Tea tree oil is one of the most popular skin care ingredients, primarily because of its acne-fighting properties. However, have you ever wondered if there is any truth to this? How beneficial is tea tree oil for the skin? Are there any side effects to worry about? Here are ten science-backed benefits of tea tree oil and its applications in skin care.

1. Combats Acne

Fighting acne is regarded by researchers as a significant function of tea tree oil. Different studies have supported this widely-propagated claim, including a human study published in 2016. According to Malhi, et. al. (2016), tea tree oil (specifically tea tree oil gel) was able to significantly improve the skin condition of people afflicted with mild to moderate acne. There were no major side effects in using tea tree oil, aside from localized peeling, dryness, and scaling as the acne is resolved. [1]

2. Kills Ringworm

Dermatophytosis is the medical name for a “ringworm infection” which, ironically, is not caused by a worm of any sort. This condition is characterized by an itchy, red rash in the shape of a ring (where it received its moniker “ringworm”).

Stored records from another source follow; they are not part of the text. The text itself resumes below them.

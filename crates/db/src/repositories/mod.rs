//! Repository layer.
//!
//! Each repository is a zero-sized struct. Reads take `&PgPool`; writes
//! that take part in a larger atomic step take `&mut PgConnection` so the
//! caller can pass `&mut *tx`.

pub mod cascade_settings_repo;
pub mod category_repo;
pub mod color_repo;
pub mod item_repo;
pub mod size_repo;
pub mod stock_cell_repo;

pub use cascade_settings_repo::CascadeSettingsRepo;
pub use category_repo::CategoryRepo;
pub use color_repo::ColorRepo;
pub use item_repo::ItemRepo;
pub use size_repo::SizeRepo;
pub use stock_cell_repo::StockCellRepo;
//! Stock synchronizer: keeps the colour × size matrix consistent with the
//! item's options and writes quantities into it.

use std::collections::HashMap;
use std::sync::Arc;

use serde::Serialize;

use crate::error::CoreError;
use crate::locks::SkuLocks;
use crate::matrix::{
    distribute_evenly, plan_reconcile, required_keys, summarize, total_quantity,
    validate_updates, CellKey, CellUpdate, ReconcileCounts, StockCell, StockSummary,
};
use crate::options::normalize_sku;
use crate::services::require_item;
use crate::store::InventoryStore;

/// Result of a matrix reconciliation.
#[derive(Debug, Clone, PartialEq, Eq, Serialize)]
pub struct MatrixReport {
    pub sku: String,
    pub created: usize,
    pub removed: usize,
    /// Cells after reconciliation, in distribution order.
    pub cells: Vec<StockCell>,
}

impl MatrixReport {
    pub fn writes(&self) -> usize {
        self.created + self.removed
    }
}

/// Result of a quantity write (even distribution or explicit sync).
#[derive(Debug, Clone, PartialEq, Eq, Serialize)]
pub struct StockWriteReport {
    pub sku: String,
    pub cells_updated: usize,
    /// Sum of all cell quantities after the write.
    pub total: i64,
    pub cells: Vec<StockCell>,
}

#[derive(Clone)]
pub struct StockSynchronizer {
    store: Arc<dyn InventoryStore>,
    locks: SkuLocks,
}

impl StockSynchronizer {
    pub fn new(store: Arc<dyn InventoryStore>, locks: SkuLocks) -> Self {
        Self { store, locks }
    }

    /// Create missing cells at quantity 0 and delete orphaned ones.
    ///
    /// Calling this again without option changes performs no writes.
    pub async fn ensure_matrix(&self, sku: &str) -> Result<MatrixReport, CoreError> {
        let sku = normalize_sku(sku)?;
        let _guard = self.locks.try_acquire(&sku, "ensure_matrix")?;
        require_item(self.store.as_ref(), &sku).await?;

        let (colors, sizes, cells) = futures::try_join!(
            self.store.list_colors(&sku),
            self.store.list_sizes(&sku),
            self.store.list_cells(&sku)
        )?;
        let required = required_keys(&colors, &sizes);
        let plan = plan_reconcile(&required, &cells);

        let cells = if plan.is_empty() {
            tracing::debug!(sku = %sku, cells = cells.len(), "Matrix already consistent");
            cells
        } else {
            self.store.apply_reconcile(&sku, &plan).await?;
            tracing::info!(
                sku = %sku,
                created = plan.create.len(),
                removed = plan.remove.len(),
                "Reconciled stock matrix"
            );
            self.store.list_cells(&sku).await?
        };

        Ok(MatrixReport {
            sku,
            created: plan.create.len(),
            removed: plan.remove.len(),
            cells: order_cells(cells, &required),
        })
    }

    /// Spread `total` evenly over the matrix, remainder to the first cells
    /// in colour-then-size sort order.
    ///
    /// An empty matrix is a no-op reporting zero cells updated.
    pub async fn distribute_evenly(
        &self,
        sku: &str,
        total: i64,
    ) -> Result<StockWriteReport, CoreError> {
        let sku = normalize_sku(sku)?;
        if total < 0 {
            return Err(CoreError::Validation(format!(
                "Total quantity must not be negative (got {total})"
            )));
        }
        let _guard = self.locks.try_acquire(&sku, "distribute_evenly")?;
        require_item(self.store.as_ref(), &sku).await?;

        let required = self.required(&sku).await?;
        let quantities = distribute_evenly(&required, total)?;
        let reconciled = self.store.write_quantities(&sku, &quantities).await?;
        if quantities.is_empty() {
            tracing::debug!(sku = %sku, "No matrix to distribute over");
        } else {
            tracing::info!(
                sku = %sku,
                total,
                cells = quantities.len(),
                cells_created = reconciled.created,
                cells_removed = reconciled.removed,
                "Distributed stock evenly"
            );
        }
        self.write_report(sku, &required, quantities.len()).await
    }

    /// Apply explicit per-cell quantities. The whole batch is rejected if
    /// any update addresses a cell outside the current matrix.
    pub async fn sync_stock(
        &self,
        sku: &str,
        updates: &[CellUpdate],
    ) -> Result<StockWriteReport, CoreError> {
        let sku = normalize_sku(sku)?;
        let _guard = self.locks.try_acquire(&sku, "sync_stock")?;
        require_item(self.store.as_ref(), &sku).await?;

        let required = self.required(&sku).await?;
        let quantities = validate_updates(&required, updates)?;

        // Missing cells are created in the same call, so every validated key
        // has a row to write to.
        let reconciled = self.store.write_quantities(&sku, &quantities).await?;
        tracing::info!(
            sku = %sku,
            cells = quantities.len(),
            cells_created = reconciled.created,
            cells_removed = reconciled.removed,
            "Synced stock"
        );
        self.write_report(sku, &required, quantities.len()).await
    }

    /// Per-axis stock totals. Read only; never blocked by the SKU lock.
    pub async fn summarize(&self, sku: &str) -> Result<StockSummary, CoreError> {
        let sku = normalize_sku(sku)?;
        require_item(self.store.as_ref(), &sku).await?;
        let (colors, sizes, cells) = futures::try_join!(
            self.store.list_colors(&sku),
            self.store.list_sizes(&sku),
            self.store.list_cells(&sku)
        )?;
        Ok(summarize(&sku, &colors, &sizes, &cells))
    }

    /// Report the matrix after a store call that reconciled it.
    pub(crate) async fn matrix_report(
        &self,
        sku: &str,
        reconciled: ReconcileCounts,
    ) -> Result<MatrixReport, CoreError> {
        let required = self.required(sku).await?;
        let cells = self.store.list_cells(sku).await?;
        Ok(MatrixReport {
            sku: sku.to_string(),
            created: reconciled.created,
            removed: reconciled.removed,
            cells: order_cells(cells, &required),
        })
    }

    /// Required keys in distribution order.
    async fn required(&self, sku: &str) -> Result<Vec<CellKey>, CoreError> {
        let (colors, sizes) =
            futures::try_join!(self.store.list_colors(sku), self.store.list_sizes(sku))?;
        Ok(required_keys(&colors, &sizes))
    }

    async fn write_report(
        &self,
        sku: String,
        required: &[CellKey],
        cells_updated: usize,
    ) -> Result<StockWriteReport, CoreError> {
        let cells = order_cells(self.store.list_cells(&sku).await?, required);
        Ok(StockWriteReport {
            sku,
            cells_updated,
            total: total_quantity(&cells),
            cells,
        })
    }
}

/// Order cells by their position in `required`; unknown keys go last.
fn order_cells(mut cells: Vec<StockCell>, required: &[CellKey]) -> Vec<StockCell> {
    let position: HashMap<CellKey, usize> =
        required.iter().enumerate().map(|(i, k)| (*k, i)).collect();
    cells.sort_by_key(|c| (position.get(&c.key()).copied().unwrap_or(usize::MAX), c.id));
    cells
}
pub mod cascade;
pub mod options;
pub mod stock;
pub mod templates;
//! Domain logic for per-item colour/size options, the stock matrix built
//! from them, cascade settings resolution and option templates.
//!
//! Pure planning lives in the top-level modules; [`services`] orchestrates
//! it over the traits in [`store`].

pub mod cascade;
pub mod error;
pub mod locks;
pub mod matrix;
pub mod memory;
pub mod options;
pub mod services;
pub mod store;
pub mod templates;
pub mod types;
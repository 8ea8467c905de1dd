//! Integration tests for the health check endpoint and general HTTP behaviour.

mod common;

use axum::body::Body;
use axum::http::{Method, Request, StatusCode};
use common::{body_json, get};
use tower::ServiceExt;

#[tokio::test]
async fn health_check_reports_memory_store() {
    let app = common::build_test_app(vec![], vec![]);
    let response = get(app.router(), "/health").await;

    assert_eq!(response.status(), StatusCode::OK);
    let json = body_json(response).await;
    assert_eq!(json["status"], "ok");
    assert_eq!(json["store"], "memory");
    assert!(json["version"].is_string());
    assert_eq!(json["db_healthy"], true);
}

#[tokio::test]
async fn unknown_route_returns_404() {
    let app = common::build_test_app(vec![], vec![]);
    let response = get(app.router(), "/this-route-does-not-exist").await;
    assert_eq!(response.status(), StatusCode::NOT_FOUND);
}

#[tokio::test]
async fn response_contains_x_request_id_header() {
    let app = common::build_test_app(vec![], vec![]);
    let response = get(app.router(), "/health").await;

    let request_id = response
        .headers()
        .get("x-request-id")
        .expect("Response must contain an x-request-id header");
    assert_eq!(request_id.to_str().unwrap().len(), 36);
}

#[tokio::test]
async fn cors_preflight_allows_configured_origin() {
    let app = common::build_test_app(vec![], vec![]);
    let request = Request::builder()
        .method(Method::OPTIONS)
        .uri("/api/v1/items/SKU-1/stock")
        .header("Origin", "http://localhost:5173")
        .header("Access-Control-Request-Method", "PUT")
        .header("Access-Control-Request-Headers", "content-type")
        .body(Body::empty())
        .unwrap();

    let response = app.router().oneshot(request).await.unwrap();
    assert_eq!(response.status(), StatusCode::OK);
    assert_eq!(
        response.headers().get("access-control-allow-origin").unwrap(),
        "http://localhost:5173"
    );
}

A study published in the Oxford Journal of Antimicrobial Therapy in 2002 found that tea tree oil has significant inhibitory and fungicidal activity against dermatophytes and other fungi. [2][3]

3. Helps Athlete’s Foot

Tea tree oil was able to relieve the symptoms caused by dermatophytes in Athlete’s foot (a.k.a. Tinea pedis), in an experiment published in 2002. The study included human volunteers; only four people out of 158 experienced mild to moderate dermatitis after tea tree oil use – otherwise, the treatment was very effective in 68% of the volunteers who received 50% tea tree oil and 72% of the 25% tea tree oil group. [4]

4. Disinfects Wounds

The ability of tea tree oil to battle acne lies within its strong antimicrobial properties that fight acne-causing bacteria. A study in 2015 found that tea tree oil could also be used to manage serious wound infections, specifically invasive fungal infections in people suffering from traumatic injuries (e.g. vehicular accidents, falls). The results of the study concluded that tea tree oil possessed significant antifungal powers that can be used to disinfect wounds and fight infection. [5]

5. Removes Skin Tags

There are numerous anecdotes on tea tree oil and skin tag removal– and while these claims can easily be found and read on the internet (and often by word of mouth!), there is little scientific evidence for it. However, tea tree oil has been proven to fight infection-causing bacteria which can be helpful when mechanically removing skin tags. When you wrap a piece of string around a skin tag, adding tea tree oil may help fight off infection as the tag falls off.

6. Softens Corns

Tea tree oil’s popularity in skin care can be seen in most moisturizers sold in the market. However, it is quite potent so a few drops added to your favorite moisturizer, lotion, or face oil can be effective in softening corns and calluses on the hands and feet. While there aren’t any scientific studies that focus solely on corns and tea tree oil, there are many anecdotes that suggest its use in softening the skin – there is even a pending patent on a skin cleansing and sloughing solution with tea tree oil as the main ingredient! [6]

7. Removes Warts

Compared to a lack of scientific evidence regarding the role of tea tree oil in skin tag removal, there are a few studies that focus on a similar condition – warts! According to Millar and Moore (2008), tea tree oil was able to effectively remove hand warts in a pediatric patient after 12 days of application. Not only was tea tree oil able to remove warts, it was also able to completely heal the lesions and re-epithelialize the affected areas. [7]

8. Anti Dandruff

With tea tree oil’s antibacterial and moisturizing capabilities, it makes sense that it would be able to fight dandruff. Dandruff is characterized by dry, flaking skin of the scalp, accompanied by mild to moderate itching. In a study published in 2002, tea tree oil-infused shampoo was able to effectively manage dandruff, with a 41 percent improvement in the experimental group (compared to 11 percent in the placebo group). Furthermore, there were no adverse effects reported either! [8]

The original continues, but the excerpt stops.